Allegation: CPD lawyers block notification of cops who arrested teen with COVID-19

A few days after a 16-year-old alleged armed robbery and gun offender arrived at Cook County’s Juvenile Temporary Detention Center last week, the teen began feeling sick. He tested positive for COVID-19 the next day. And the next afternoon, Cook County Chief Judge Timothy Evans publicly announced the boy’s illness.

But authorities never informed any of the Chicago cops who came into contact with the teen about his COVID-19 infection because lawyers were concerned about the boy’s medical privacy rights, according to two city sources with knowledge of the situation. More than 20 police officers reportedly had varying degrees of contact with the juvenile before he was handed over to the detention center.

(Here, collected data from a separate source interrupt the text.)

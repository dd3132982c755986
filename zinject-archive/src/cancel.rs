//! Cooperative cancellation for long-running extraction work.

use std::sync::atomic::{AtomicBool, Ordering};
use std::sync::Arc;

use crate::errors::{ArchiveError, Result};

/// A cancellation token shared between the caller and in-progress extraction
/// work. Extractors check it at every entry boundary; a fired token surfaces
/// as [`ArchiveError::Canceled`], never as an I/O error.
#[derive(Debug, Clone, Default)]
pub struct Cancellation(Arc<AtomicBool>);

impl Cancellation {
    /// A fresh, unsignaled token.
    pub fn new() -> Self {
        Self::default()
    }

    /// Signals the token. Safe to call from any thread, any number of times.
    pub fn cancel(&self) {
        self.0.store(true, Ordering::Relaxed);
    }

    /// Whether the token has been signaled.
    pub fn is_canceled(&self) -> bool {
        self.0.load(Ordering::Relaxed)
    }

    /// Bails out with [`ArchiveError::Canceled`] if the token has fired.
    pub fn checkpoint(&self) -> Result<()> {
        if self.is_canceled() {
            Err(ArchiveError::Canceled)
        } else {
            Ok(())
        }
    }
}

The alleged failure to provide timely notification of potential exposure to officers is the latest in a string of embarrassing reports about the police department’s handling of the COVID-19 outbreak:

Now, the department is accused of intentionally failing to inform officers of potential coronavirus exposure due to a mistaken interpretation of privacy laws that specifically do not apply to law enforcement agencies and which explicitly allow for the release of information to control disease outbreaks.

Here is what we have learned from two sources.

Teen arrested

A little before 5 p.m. on Mar. 30, a man reported being robbed at gunpoint on the 1300 block of West Chicago. Police searched the area for people who matched the offender’s description and soon arrested a 16-year-old boy nearby. He was carrying a 9-millimeter handgun and, in addition to the robbery that just unfolded, detectives identified him as the person who recently robbed two 7-Eleven stores at gunpoint. 

At the time of the robberies, the teen was already awaiting trial for a series of armed robberies and gun possession in October.

Nearly two dozen cops came into contact with the juvenile from the time he was arrested on Mar. 30 until he arrived at the juvenile detention center hours later.

Falling ill and a revelation

On April 4, the boy told authorities at the JTDC that he wasn’t feeling well. He had a headache and a fever, the chief judge’s office would later report. The next day, Sunday, a COVID-19 test was performed. It came back positive.

News outlets reported the boy’s test results Monday night after Chief Judge Evans issued a press release.

On Tuesday, a cop in the 12th Police District on the Near West Side read one of those media reports and immediately realized that the details released by Evans mirrored the circumstances of the teenage robbery suspect’s arrest. The cop started making phone calls.

The officer’s suspicions were confirmed by a JTDC staff member, according to sources. And the detention staffer had more news: Their office did tell the police department about the boy’s test results, but CPD lawyers advised against notifying officers due to privacy concerns.

When CWBChicago contacted a top executive of the police department about the sources’ allegations this week, he promised to “do some digging.” But he never reported back and he did not respond to multiple follow-up requests for information and confirmation. A spokesperson for Mayor Lori Lightfoot who was alerted to the allegations did not comment.

Intake procedures

The office of Chief Judge Timothy Evans, who oversees the JTDC, did not respond to a request for information about the situation.

But a spokesperson for the Cook County Sheriff’s Office, which operates the county’s adult jail, did tell us about their COVID-19 procedures. The sheriff’s office is not involved in the juvenile’s case.

Like the JTDC, incoming jail detainees are housed separately from the general population for 14 days to ensure they do not bring the virus into main facilities, the spokesperson said.

“If a person is asymptomatic at intake and later develops symptoms… we will contact the arresting agency and inform them that one of their arrestees tested positive or is symptomatic,” a sheriff’s office spokesperson said Thursday afternoon. “To date, we have not experienced this type of situation.”

“Privacy”

The police department lawyers who allegedly advised against notifying potentially-infected officers of the teen’s COVID-19 status appear to have misinterpreted a 1996 federal law called HIPAA, which limits the disclosure of an individual’s medical records by healthcare entities.

But HIPAA does not apply to law enforcement agencies because they are not healthcare entities, according to the federal Dept. of Health and Human Services (PDF). 

Even if the teen’s medical treatment in the detention center were covered, the law explicitly allows providers to release medical information to authorities to stop the spread of disease.

“We’ve got a pandemic here and our own lawyers are standing in the way,” one source for this report said.

As of Friday evening, 237 CPD employees have tested positive for COVID-19, the department said. Four of the sickened officers have recovered and are back on the job. Two officers have died from the disease.

The police department did not respond to questions about the potentially-exposed officers’ health, their current job status, and related issues.

Health update

The 16-year-old “is doing well in recovery,” Chief Judge Evans said in a press release Wednesday evening. “Nine other residents who were identified as having contact with the [infected teen] were tested for COVID-19, and all test results were negative.”